What this task involves
Scan the lines below for the string "принимают". Reply with how many match, and no other words.

*** Input data ***

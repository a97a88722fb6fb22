/*!
Доступ к типизированным полям декодированного JSON объекта.

Это единственное место в этом крейте, где могут возникать ошибки типа JSON
(`ErrorKind::BadType`, `ErrorKind::MissingKey`). Код выше по стеку
предполагает, что входные данные уже хорошо типизированы.
*/

use serde_json::Value;

use crate::error::{Error, ErrorKind};

/// Представляет либо число, либо строку, полученную из JSON значения, для
/// полей, которые принимают оба кодирования (например, спецификации
/// `NumberMatch`).
#[derive(Clone, Debug)]
pub enum NumberOrString {
    Number(i64),
    String(String),
}

/// Представляет либо JSON объект, либо строку, для полей, которые принимают
/// оба кодирования (например, спецификации `StringMatch`).
#[derive(Clone, Debug)]
pub enum ObjectOrString<'a> {
    Object(&'a serde_json::Map<String, Value>),
    String(&'a str),
}

/// Возвращает строковое значение ключа `k`.
///
/// Завершается ошибкой `BadType`, если ключ присутствует, но не является
/// строкой. Завершается ошибкой `MissingKey`, если ключ отсутствует и
/// `required` истинно. В противном случае возвращает `Ok(None)`.
pub fn get_string_checked(
    obj: &serde_json::Map<String, Value>,
    k: &str,
    required: bool,
) -> Result<Option<String>, Error> {
    match obj.get(k) {
        None if required => {
            Err(Error::new(k, ErrorKind::MissingKey))
        }
        None => Ok(None),
        Some(Value::String(s)) => Ok(Some(s.clone())),
        Some(_) => Err(Error::new(
            k,
            ErrorKind::BadType { expected: "string" },
        )),
    }
}

/// Возвращает целочисленное значение ключа `k`.
pub fn get_number_checked(
    obj: &serde_json::Map<String, Value>,
    k: &str,
    required: bool,
) -> Result<Option<i64>, Error> {
    match obj.get(k) {
        None if required => Err(Error::new(k, ErrorKind::MissingKey)),
        None => Ok(None),
        Some(Value::Number(n)) => n
            .as_i64()
            .map(Some)
            .ok_or_else(|| Error::new(k, ErrorKind::BadType { expected: "integer" })),
        Some(_) => Err(Error::new(
            k,
            ErrorKind::BadType { expected: "number" },
        )),
    }
}

/// Возвращает значение-массив ключа `k`.
pub fn get_array_checked<'a>(
    obj: &'a serde_json::Map<String, Value>,
    k: &str,
    required: bool,
) -> Result<Option<&'a Vec<Value>>, Error> {
    match obj.get(k) {
        None if required => Err(Error::new(k, ErrorKind::MissingKey)),
        None => Ok(None),
        Some(Value::Array(a)) => Ok(Some(a)),
        Some(_) => Err(Error::new(
            k,
            ErrorKind::BadType { expected: "array" },
        )),
    }
}

/// Возвращает значение ключа `k` как число или строку.
///
/// Используется полями, кодирующими спецификацию `NumberMatch`
/// (`IntOrRange` в описании внешнего интерфейса).
pub fn get_number_or_string_checked(
    obj: &serde_json::Map<String, Value>,
    k: &str,
    required: bool,
) -> Result<Option<NumberOrString>, Error> {
    match obj.get(k) {
        None if required => Err(Error::new(k, ErrorKind::MissingKey)),
        None => Ok(None),
        Some(Value::Number(n)) => n
            .as_i64()
            .map(|i| Some(NumberOrString::Number(i)))
            .ok_or_else(|| Error::new(k, ErrorKind::BadType { expected: "integer" })),
        Some(Value::String(s)) => Ok(Some(NumberOrString::String(s.clone()))),
        Some(_) => Err(Error::new(
            k,
            ErrorKind::BadType { expected: "number or string" },
        )),
    }
}

/// Возвращает значение ключа `k` как объект или строку.
///
/// Используется полями, кодирующими спецификацию `StringMatch`
/// (`StringOrMatch` в описании внешнего интерфейса).
pub fn get_object_or_string_checked<'a>(
    obj: &'a serde_json::Map<String, Value>,
    k: &str,
    required: bool,
) -> Result<Option<ObjectOrString<'a>>, Error> {
    match obj.get(k) {
        None if required => Err(Error::new(k, ErrorKind::MissingKey)),
        None => Ok(None),
        Some(Value::Object(o)) => Ok(Some(ObjectOrString::Object(o))),
        Some(Value::String(s)) => Ok(Some(ObjectOrString::String(s))),
        Some(_) => Err(Error::new(
            k,
            ErrorKind::BadType { expected: "object or string" },
        )),
    }
}

/// Та же проверка типа, но на верхнем уровне (не под ключом объекта) —
/// используется при разборе значения, которое само может быть строкой
/// или объектом (например, тело `StringMatch`).
pub fn as_object_or_string(v: &Value) -> Result<ObjectOrString<'_>, Error> {
    match v {
        Value::Object(o) => Ok(ObjectOrString::Object(o)),
        Value::String(s) => Ok(ObjectOrString::String(s)),
        _ => Err(Error::bare(ErrorKind::BadType {
            expected: "object or string",
        })),
    }
}

/// Та же проверка типа, но на верхнем уровне, для тела `NumberMatch`.
pub fn as_number_or_string(v: &Value) -> Result<NumberOrString, Error> {
    match v {
        Value::Number(n) => n
            .as_i64()
            .map(NumberOrString::Number)
            .ok_or_else(|| Error::bare(ErrorKind::BadType { expected: "integer" })),
        Value::String(s) => Ok(NumberOrString::String(s.clone())),
        _ => Err(Error::bare(ErrorKind::BadType {
            expected: "number or string",
        })),
    }
}
/*!
`Symptom`: один проверяемый признак падения, разобранный из объекта с
ключом `type`.

Каждый вид симптома живёт в своём собственном модуле и хранит исходное
JSON-значение, из которого он был построен, чтобы `to_json` мог
воспроизвести его дословно (см. design note §9: round-trip через поля,
не указанные в сокращённой форме, тоже должен сохраняться).
*/

mod crash_address;
mod instruction;
mod output;
mod stack_frame;
pub(crate) mod stack_frames;
mod stack_size;
mod testcase;

pub use crash_address::CrashAddressSymptom;
pub use instruction::InstructionSymptom;
pub use output::{OutputSymptom, Source};
pub use stack_frame::StackFrameSymptom;
pub use stack_frames::StackFramesSymptom;
pub use stack_size::StackSizeSymptom;
pub use testcase::TestcaseSymptom;

use serde_json::Value;

use crate::crash_info::CrashInfo;
use crate::error::{Error, ErrorKind};

/// Один проверяемый признак падения.
///
/// Каждый вариант соответствует ровно одному значению ключа JSON `type`.
#[derive(Clone, Debug)]
pub enum Symptom {
    Output(OutputSymptom),
    StackFrame(StackFrameSymptom),
    StackFrames(StackFramesSymptom),
    StackSize(StackSizeSymptom),
    CrashAddress(CrashAddressSymptom),
    Instruction(InstructionSymptom),
    Testcase(TestcaseSymptom),
}

impl Symptom {
    /// Разбирает один симптом из JSON значения, диспетчеризуя по его
    /// ключу `type`.
    pub fn from_value(v: &Value) -> Result<Symptom, Error> {
        let obj = match v {
            Value::Object(o) => o,
            _ => {
                return Err(Error::bare(ErrorKind::BadType {
                    field: "symptom",
                    expected: "object",
                }));
            }
        };
        let ty = match obj.get("type") {
            Some(Value::String(s)) => s.as_str(),
            Some(_) => {
                return Err(Error::bare(ErrorKind::BadType {
                    field: "type",
                    expected: "string",
                }));
            }
            None => return Err(Error::bare(ErrorKind::MissingField("type"))),
        };

        match ty {
            "output" => output::OutputSymptom::from_object(obj, v.clone())
                .map(Symptom::Output),
            "stackFrame" => {
                stack_frame::StackFrameSymptom::from_object(obj, v.clone())
                    .map(Symptom::StackFrame)
            }
            "stackFrames" => {
                stack_frames::StackFramesSymptom::from_object(obj, v.clone())
                    .map(Symptom::StackFrames)
            }
            "stackSize" => {
                stack_size::StackSizeSymptom::from_object(obj, v.clone())
                    .map(Symptom::StackSize)
            }
            "crashAddress" => {
                crash_address::CrashAddressSymptom::from_object(obj, v.clone())
                    .map(Symptom::CrashAddress)
            }
            "instruction" => {
                instruction::InstructionSymptom::from_object(obj, v.clone())
                    .map(Symptom::Instruction)
            }
            "testcase" => testcase::TestcaseSymptom::from_object(obj, v.clone())
                .map(Symptom::Testcase),
            other => Err(Error::bare(ErrorKind::UnknownSymptomType(other.to_string()))),
        }
    }

    pub fn matches(&self, crash: &CrashInfo) -> bool {
        match self {
            Symptom::Output(s) => s.matches(crash),
            Symptom::StackFrame(s) => s.matches(crash),
            Symptom::StackFrames(s) => s.matches(crash),
            Symptom::StackSize(s) => s.matches(crash),
            Symptom::CrashAddress(s) => s.matches(crash),
            Symptom::Instruction(s) => s.matches(crash),
            Symptom::Testcase(s) => s.matches(crash),
        }
    }

    /// Для `stackFrames`, вычисляет генерализующее редактирование, когда
    /// этот симптом ещё не совпадает; для всех остальных видов симптомов
    /// всегда возвращает `None` — они не поддерживают обобщение.
    pub fn diff(&self, crash: &CrashInfo) -> Option<(u32, Symptom)> {
        match self {
            Symptom::StackFrames(s) => s.diff(crash),
            _ => None,
        }
    }

    pub fn to_json(&self) -> Value {
        match self {
            Symptom::Output(s) => s.to_json(),
            Symptom::StackFrame(s) => s.to_json(),
            Symptom::StackFrames(s) => s.to_json(),
            Symptom::StackSize(s) => s.to_json(),
            Symptom::CrashAddress(s) => s.to_json(),
            Symptom::Instruction(s) => s.to_json(),
            Symptom::Testcase(s) => s.to_json(),
        }
    }
}
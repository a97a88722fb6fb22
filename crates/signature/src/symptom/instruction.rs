use serde_json::Value;
use signature_matcher::StringMatch;

use crate::crash_info::CrashInfo;
use crate::error::{Error, ErrorKind};

/// `type = "instruction"`: совпадает, если упавшая инструкция известна и
/// удовлетворяет всем заданным условиям (конъюнкция): каждое имя в
/// `registerNames` встречается как подстрока, и `instructionName`, если
/// задан, совпадает.
///
/// Хотя бы одно из двух полей должно присутствовать.
#[derive(Clone, Debug)]
pub struct InstructionSymptom {
    instruction_name: Option<StringMatch>,
    register_names: Vec<String>,
    json: Value,
}

impl InstructionSymptom {
    pub(crate) fn from_object(
        obj: &serde_json::Map<String, Value>,
        json: Value,
    ) -> Result<InstructionSymptom, Error> {
        let instruction_name =
            StringMatch::from_field(obj, "instructionName", false)?;
        let register_names = match obj.get("registerNames") {
            None => Vec::new(),
            Some(Value::Array(arr)) => arr
                .iter()
                .map(|v| {
                    v.as_str().map(str::to_string).ok_or_else(|| {
                        Error::bare(ErrorKind::BadType {
                            field: "registerNames",
                            expected: "array of strings",
                        })
                    })
                })
                .collect::<Result<Vec<_>, _>>()?,
            Some(_) => {
                return Err(Error::bare(ErrorKind::BadType {
                    field: "registerNames",
                    expected: "array of strings",
                }));
            }
        };

        if instruction_name.is_none() && register_names.is_empty() {
            return Err(Error::bare(ErrorKind::MissingField(
                "instructionName or registerNames",
            )));
        }

        Ok(InstructionSymptom { instruction_name, register_names, json })
    }

    pub fn matches(&self, crash: &CrashInfo) -> bool {
        let Some(instr) = crash.crash_instruction.as_deref() else {
            return false;
        };
        if !self.register_names.iter().all(|reg| instr.contains(reg.as_str())) {
            return false;
        }
        if let Some(name) = &self.instruction_name {
            if !name.matches(instr) {
                return false;
            }
        }
        true
    }

    pub(crate) fn to_json(&self) -> Value {
        self.json.clone()
    }
}

#[cfg(test)]
mod tests {
    use super::*;
    use serde_json::json;

    fn parse(v: Value) -> InstructionSymptom {
        let obj = match &v {
            Value::Object(o) => o.clone(),
            _ => unreachable!(),
        };
        InstructionSymptom::from_object(&obj, v).unwrap()
    }

    #[test]
    fn register_and_name_conjunction() {
        let sym = parse(json!({
            "type": "instruction",
            "instructionName": "mov",
            "registerNames": ["rax", "rdi"]
        }));
        let mut crash = CrashInfo::new();
        crash.crash_instruction = Some("mov rax, [rdi]".into());
        assert!(sym.matches(&crash));

        crash.crash_instruction = Some("mov rax, [rsi]".into());
        assert!(!sym.matches(&crash));
    }

    #[test]
    fn absent_instruction_never_matches() {
        let sym = parse(json!({"type": "instruction", "instructionName": "mov"}));
        let crash = CrashInfo::new();
        assert!(!sym.matches(&crash));
    }

    #[test]
    fn requires_at_least_one_field() {
        let obj = match json!({"type": "instruction"}) {
            Value::Object(o) => o,
            _ => unreachable!(),
        };
        assert!(InstructionSymptom::from_object(&obj, Value::Null).is_err());
    }
}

*** End of Input data ***

Task output
2